5.4. RQ4. Sensitivity Analysis of Active Learning

Figure 5 shows the comparison of accuracy and hit rate between four data selection strategies in active learning in the traffic scene labeling task. Recall that the hit rate is defined as the percentage of selected data samples that Rapid mislabels in the current iteration and thus is worth fixing. A higher hit rate indicates better effectiveness of data selection. Due to the page limit, we only showcase the experiment results on this task. Figures for the other three tasks have been provided in Appendix C.

Among the four data selection strategies, the multi-criteria strategy achieves the highest image labeling accuracy ( $73.81\%$ ) with the smallest number of iterations ( $3$ ). By contrast, using the diversity criterion alone takes $19$ iterations ( $6$ X more) to achieve similar accuracy. Both using the informativeness criterion alone and random selection achieve lower accuracy, $50.00\%$ and $67.86\%$ . Yet compared with random selection, the informative selection still helps, achieving significantly higher accuracy within fewer iterations.

In the traffic scene labeling task, random selection, single diversity criterion, single informativeness criterion, and multi-criteria achieve $42.22\%$ , $40.00\%$ , $71.11\%$ , and $76.67\%$ average hit rate over the iterations. Combining informativeness and diversity, our multi-criteria strategy achieves the highest hit rate in this task. The single informativeness strategy maintains the highest hit rate at the beginning of the training process, which proves the effectiveness of our informativeness metric designed in Section 3.3.2. The results on accuracy and hit rate imply that the two metrics are complementary to each other. With the informativeness metric selecting training samples with high information and the diversity metric choosing representatives from the selected samples, Rapid can achieve high accuracy in a small number of iterations.

6. Discussion

The experiment results demonstrate the effectiveness of Rapid in learning accurate labeling rules with a small amount of training data. Based on the ablation studies in RQ3 and RQ4, we found that both inductive logic learning and multi-criteria active learning play vital roles in the success of Rapid. Furthermore, given the inherent transparency and explainability of logic-based labeling rules, Rapid provides affordance for users to directly embed their expertise into the labeling rules via rule editing. This further improves the efficiency of rule inference, leading to significantly fewer feedback iterations compared with using active learning alone.
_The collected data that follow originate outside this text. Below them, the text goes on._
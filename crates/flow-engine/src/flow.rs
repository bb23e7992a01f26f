//! Per-build skip and prune decisions
//!
//! The flow manager answers "should this node run?" for one graph. Skip
//! priority is: an earlier skip or prune, then an unmet or false condition
//! (and skipped ordering dependencies), then skipped data sources that cannot
//! be read through.
//!
//! Pruning is reference counted. Every node starts with a demand equal to
//! its outgoing edges, plus one for the graph target. When a router's
//! selector resolves, each unselected branch root loses the demand of its
//! route edge; a node whose demand reaches zero is pruned and releases the
//! demand it placed on its own sources.

use std::collections::{HashMap, HashSet};
use std::fmt;
use std::sync::Arc;

use parking_lot::Mutex;
use serde_json::Value;

use crate::types::{Edge, EdgeKind, Graph, NodeId};

/// Why a node was not executed
#[derive(Debug, Clone, PartialEq, Eq)]
pub enum SkipReason {
    /// No remaining consumer needs the node
    Pruned,
    /// The condition resolved to a falsy value
    ConditionFalse,
    /// The condition itself was skipped
    ConditionUnmet,
    /// A required source was skipped and could not be read through
    UpstreamSkipped(NodeId),
}

impl SkipReason {
    pub fn is_pruned(&self) -> bool {
        matches!(self, Self::Pruned)
    }
}

impl fmt::Display for SkipReason {
    fn fmt(&self, f: &mut fmt::Formatter<'_>) -> fmt::Result {
        match self {
            Self::Pruned => write!(f, "Pruned"),
            Self::ConditionFalse => write!(f, "Condition false"),
            Self::ConditionUnmet => write!(f, "Condition unmet"),
            Self::UpstreamSkipped(id) => {
                write!(f, "Upstream skipped: {}", &id[..id.len().min(12)])
            }
        }
    }
}

/// Truthiness of a task value: null, false, zero, empty string/list/map are falsy
pub fn is_truthy(value: &Value) -> bool {
    match value {
        Value::Null => false,
        Value::Bool(b) => *b,
        Value::Number(n) => n.as_f64().is_some_and(|f| f != 0.0),
        Value::String(s) => !s.is_empty(),
        Value::Array(a) => !a.is_empty(),
        Value::Object(o) => !o.is_empty(),
    }
}

#[derive(Default)]
struct FlowState {
    demand: HashMap<NodeId, usize>,
    skipped: HashMap<NodeId, SkipReason>,
    resolved: HashSet<NodeId>,
    /// Values of condition sources and router selectors
    decisions: HashMap<NodeId, Value>,
    /// Edges whose unit of demand was already returned
    released: HashSet<EdgeKey>,
}

type EdgeKey = (NodeId, NodeId, EdgeKind, String);

fn edge_key(edge: &Edge) -> EdgeKey {
    (
        edge.source.clone(),
        edge.target.clone(),
        edge.kind,
        edge.path.clone(),
    )
}

/// Skip/prune bookkeeping for one graph
pub struct FlowManager {
    graph: Arc<Graph>,
    state: Mutex<FlowState>,
}

impl FlowManager {
    pub fn new(graph: Arc<Graph>) -> Self {
        let mut state = FlowState::default();
        for node in graph.nodes() {
            let fan_out = graph
                .out_edges(&node.id)
                .filter(|e| e.kind.is_scheduling())
                .count();
            state.demand.insert(node.id.clone(), fan_out);
        }
        if let Some(demand) = state.demand.get_mut(graph.target()) {
            *demand += 1;
        }
        Self {
            graph,
            state: Mutex::new(state),
        }
    }

    pub fn graph(&self) -> &Arc<Graph> {
        &self.graph
    }

    /// Decide whether `id` should be skipped, recording the decision
    pub fn should_skip(&self, id: &str) -> Option<SkipReason> {
        let mut state = self.state.lock();
        if let Some(reason) = state.skipped.get(id) {
            return Some(reason.clone());
        }

        let reason = self.evaluate(&state, id)?;
        log::debug!("Skipping node {}: {}", &id[..id.len().min(12)], reason);
        state.skipped.insert(id.to_string(), reason.clone());
        Some(reason)
    }

    fn evaluate(&self, state: &FlowState, id: &str) -> Option<SkipReason> {
        for edge in self.graph.in_edges(id) {
            if edge.kind == EdgeKind::Condition {
                if state.skipped.contains_key(&edge.source) {
                    return Some(SkipReason::ConditionUnmet);
                }
                if let Some(value) = state.decisions.get(&edge.source) {
                    if !is_truthy(value) {
                        return Some(SkipReason::ConditionFalse);
                    }
                }
            }
        }
        for edge in self.graph.in_edges(id) {
            if edge.kind == EdgeKind::Sequence && state.skipped.contains_key(&edge.source) {
                return Some(SkipReason::UpstreamSkipped(edge.source.clone()));
            }
        }
        for edge in self.graph.in_edges(id) {
            let needed = match edge.kind {
                EdgeKind::Data | EdgeKind::Constraint | EdgeKind::IterativeJump => true,
                EdgeKind::RouterRoute => edge
                    .router
                    .as_ref()
                    .and_then(|r| state.decisions.get(&r.selector).and_then(|v| r.select(v)))
                    .is_some_and(|selected| *selected == edge.source),
                EdgeKind::Condition | EdgeKind::Sequence | EdgeKind::Potential => false,
            };
            if needed && Self::penetrate(&self.graph, state, &edge.source).is_none() {
                return Some(SkipReason::UpstreamSkipped(edge.source.clone()));
            }
        }
        None
    }

    /// Follow skipped nodes through their first DATA input to a resolved node
    fn penetrate(graph: &Graph, state: &FlowState, id: &str) -> Option<NodeId> {
        let mut current = id.to_string();
        loop {
            match state.skipped.get(&current) {
                None => return Some(current),
                Some(reason) if reason.is_pruned() => return None,
                Some(_) => {
                    let next = graph
                        .in_edges(&current)
                        .find(|e| e.kind == EdgeKind::Data)?
                        .source
                        .clone();
                    current = next;
                }
            }
        }
    }

    /// Node whose value stands in for `id`: itself, or what it reads through to
    pub fn resolve_source(&self, id: &str) -> Option<NodeId> {
        let state = self.state.lock();
        Self::penetrate(&self.graph, &state, id)
    }

    /// Record a node's value and apply any routing decision it drives
    pub fn register_result(&self, id: &str, value: &Value) {
        let mut state = self.state.lock();
        state.resolved.insert(id.to_string());

        let mut is_decision = false;
        let mut unselected: Vec<&Edge> = Vec::new();
        for edge in self.graph.out_edges(id) {
            match edge.kind {
                EdgeKind::Condition => is_decision = true,
                EdgeKind::Data => {
                    let Some(router) = edge.router.as_ref().filter(|r| r.selector == id) else {
                        continue;
                    };
                    is_decision = true;
                    let selected = router.select(value);
                    for route in self.graph.in_edges(&edge.target) {
                        let same_router = route
                            .router
                            .as_ref()
                            .is_some_and(|r| Arc::ptr_eq(r, router));
                        if route.kind == EdgeKind::RouterRoute
                            && same_router
                            && route.path == edge.path
                            && Some(&route.source) != selected
                        {
                            unselected.push(route);
                        }
                    }
                }
                _ => {}
            }
        }
        if is_decision {
            state.decisions.insert(id.to_string(), value.clone());
        }
        self.release(&mut state, unselected);
    }

    /// Return the demand each edge places on its source, pruning transitively
    /// at zero. An edge is released at most once.
    fn release<'a>(&'a self, state: &mut FlowState, edges: Vec<&'a Edge>) {
        let mut pending = edges;
        while let Some(edge) = pending.pop() {
            if !state.released.insert(edge_key(edge)) {
                continue;
            }
            let id = &edge.source;
            let Some(demand) = state.demand.get_mut(id) else {
                continue;
            };
            *demand = demand.saturating_sub(1);
            if *demand > 0 || state.resolved.contains(id) || state.skipped.contains_key(id) {
                continue;
            }
            log::debug!("Pruned node {}", &id[..id.len().min(12)]);
            state.skipped.insert(id.clone(), SkipReason::Pruned);
            pending.extend(
                self.graph
                    .in_edges(id)
                    .filter(|e| e.kind.is_scheduling()),
            );
        }
    }

    pub fn skip_reason(&self, id: &str) -> Option<SkipReason> {
        self.state.lock().skipped.get(id).cloned()
    }

    /// Remaining demand on a node
    pub fn demand(&self, id: &str) -> usize {
        self.state.lock().demand.get(id).copied().unwrap_or(0)
    }
}

#[cfg(test)]
mod tests {
    use super::*;
    use crate::builder::GraphBuilder;
    use crate::call::{LazyCall, Outcome, Router, TaskDef};
    use crate::recursion::RecursionAnalyzer;
    use crate::registry::NodeRegistry;
    use serde_json::json;

    fn task(name: &str) -> Arc<TaskDef> {
        Arc::new(TaskDef::new(name, |_args| async { Ok(Outcome::Value(Value::Null)) }))
    }

    fn build(target: &LazyCall) -> Arc<Graph> {
        Arc::new(
            GraphBuilder::new(
                Arc::new(NodeRegistry::new()),
                Arc::new(RecursionAnalyzer::new()),
            )
            .build(target)
            .unwrap(),
        )
    }

    fn id(graph: &Graph, call: &LazyCall) -> NodeId {
        graph.instance_map()[&call.id()].clone()
    }

    #[test]
    fn test_truthiness() {
        assert!(!is_truthy(&json!(null)));
        assert!(!is_truthy(&json!(0)));
        assert!(!is_truthy(&json!("")));
        assert!(!is_truthy(&json!([])));
        assert!(is_truthy(&json!(1)));
        assert!(is_truthy(&json!({"a": 1})));
    }

    #[test]
    fn test_false_condition_skips() {
        let f = task("f");
        let cond = f.apply([0]);
        let gated = f.apply([1]).run_if(&cond);
        let graph = build(&gated);
        let flow = FlowManager::new(Arc::clone(&graph));

        flow.register_result(&id(&graph, &cond), &json!(false));
        assert_eq!(
            flow.should_skip(&id(&graph, &gated)),
            Some(SkipReason::ConditionFalse)
        );
        assert_eq!(SkipReason::ConditionFalse.to_string(), "Condition false");
    }

    #[test]
    fn test_router_prunes_transitively() {
        let f = task("f");
        let sel = f.apply(["a"]);
        let a = f.apply([1]);
        let b = f.apply([2]);
        let c = f.call().arg(&b).build();
        let consumer = f
            .call()
            .arg(Router::new(&sel).route("a", &a).route("c", &c))
            .build();
        let graph = build(&consumer);
        let flow = FlowManager::new(Arc::clone(&graph));

        flow.register_result(&id(&graph, &sel), &json!("a"));
        assert_eq!(flow.skip_reason(&id(&graph, &c)), Some(SkipReason::Pruned));
        assert_eq!(flow.skip_reason(&id(&graph, &b)), Some(SkipReason::Pruned));
        assert_eq!(flow.should_skip(&id(&graph, &a)), None);
        assert_eq!(flow.should_skip(&id(&graph, &consumer)), None);
    }

    #[test]
    fn test_shared_dependency_survives_pruning() {
        let f = task("f");
        let shared = f.apply([0]);
        let sel = f.apply(["a"]);
        let a = f.call().arg(&shared).arg(1).build();
        let b = f.call().arg(&shared).arg(2).build();
        let consumer = f
            .call()
            .arg(Router::new(&sel).route("a", &a).route("b", &b))
            .build();
        let graph = build(&consumer);
        let flow = FlowManager::new(Arc::clone(&graph));

        flow.register_result(&id(&graph, &sel), &json!("a"));
        assert_eq!(flow.skip_reason(&id(&graph, &b)), Some(SkipReason::Pruned));
        assert_eq!(flow.skip_reason(&id(&graph, &shared)), None);
        assert_eq!(flow.demand(&id(&graph, &shared)), 1);
    }

    #[test]
    fn test_data_penetration_through_skipped_node() {
        let f = task("f");
        let a = f.apply([1]);
        let never = f.apply([0]);
        let b = f.call().arg(&a).build().run_if(&never);
        let c = f.call().arg(&b).build();
        let graph = build(&c);
        let flow = FlowManager::new(Arc::clone(&graph));

        flow.register_result(&id(&graph, &a), &json!(1));
        flow.register_result(&id(&graph, &never), &json!(0));
        assert_eq!(
            flow.should_skip(&id(&graph, &b)),
            Some(SkipReason::ConditionFalse)
        );
        assert_eq!(flow.should_skip(&id(&graph, &c)), None);
        assert_eq!(flow.resolve_source(&id(&graph, &b)), Some(id(&graph, &a)));
    }

    #[test]
    fn test_skip_without_data_input_propagates() {
        let f = task("f");
        let never = f.apply([0]);
        let b = f.apply([5]).run_if(&never);
        let c = f.call().arg(&b).build();
        let graph = build(&c);
        let flow = FlowManager::new(Arc::clone(&graph));

        flow.register_result(&id(&graph, &never), &json!(false));
        assert!(flow.should_skip(&id(&graph, &b)).is_some());
        assert!(matches!(
            flow.should_skip(&id(&graph, &c)),
            Some(SkipReason::UpstreamSkipped(_))
        ));
    }

    #[test]
    fn test_nested_router_keeps_branch_with_other_consumer() {
        let f = task("f");
        let s1 = f.apply(["a"]);
        let s2 = f.call().arg(&s1).build();
        let a = f.apply(["A"]);
        let b = f.apply(["B"]);
        let z = f.apply(["Z"]);
        let x = f.call().arg(Router::new(&s1).route("a", &a).route("b", &b)).build();
        let u = f.call().arg(&b).build();
        let top = f
            .call()
            .arg(Router::new(&s2).route("x", &x).otherwise(&z))
            .arg(&u)
            .build();
        let graph = build(&top);
        let flow = FlowManager::new(Arc::clone(&graph));

        flow.register_result(&id(&graph, &s1), &json!("a"));
        assert_eq!(flow.demand(&id(&graph, &b)), 1);
        flow.register_result(&id(&graph, &s2), &json!("none"));

        assert_eq!(flow.skip_reason(&id(&graph, &x)), Some(SkipReason::Pruned));
        assert_eq!(flow.skip_reason(&id(&graph, &a)), Some(SkipReason::Pruned));
        assert_eq!(flow.skip_reason(&id(&graph, &b)), None);
        assert_eq!(flow.demand(&id(&graph, &b)), 1);
        assert_eq!(flow.should_skip(&id(&graph, &u)), None);
        assert_eq!(flow.should_skip(&id(&graph, &z)), None);
    }
}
Our work is the first to apply inductive logic learning to neuro-symbolic learning. The experiment for RQ3 demonstrates the learning capability of our FOIL-based inductive logic learner. Specifically, our logic learner outperforms alternative statistical and neural network models. It is interesting to observe that when replacing the inductive logic learner with Random Forest, the resulting model can still achieve better performance than the fine-tuned models in Table 2 in highly specialized domains. This implies that simply disentangling the perception process from the reasoning process can still be beneficial when learning highly specialized tasks in a low-resource setting (i.e., training with a small amount of data).

Compared with Snorkel (Ratner et al., 2017), our approach has two significant advantages. First, Rapid can learn an initial set of labeling rules from a small amount of labeled data (e.g., $3$ training samples in our case) as a starting point for expert users to refine. In contrast, Snorkel requires users to manually write labeling functions from scratch, which can be effortful for expressing complex knowledge. Second, to use Snorkel, users need to be familiar with a programming language such as Python to write labeling functions. Thus, it comes with a steep learning curve for domain experts and end-users who do not have programming background. By contrast, the logic labeling rules in our approach are readable and intuitive. Thus, our approach comes with a more gentle learning curve compared with Snorkel.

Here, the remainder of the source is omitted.